--- Saved data entries ---
————

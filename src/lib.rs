//! Backend of an activity-tracking AI assistant.
//!
//! The interesting part is the real-time coordination layer: independently
//! scheduled producers (activity sampler, screen capture, speech
//! transcription, workflow synthesis) multiplexed through one event bus into
//! an ordered, resumable stream served over SSE, with per-producer lifecycle
//! discipline.

pub mod analysis;
pub mod bus;
pub mod capture;
pub mod client;
pub mod error;
pub mod sampler;
pub mod server;
pub mod settings;
pub mod state;
pub mod storage;
pub mod transcribe;
pub mod workflow;

pub use error::{Result, TraqError};
pub use state::{AppContext, Backends};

————

--- Exercise ---
With the line containing "pub mod transcribe;" as the first and the final line of the entries above as the last, write out that span exactly and nothing more.

--- Reply to the task ---
pub mod transcribe;
pub mod workflow;

pub use error::{Result, TraqError};
pub use state::{AppContext, Backends};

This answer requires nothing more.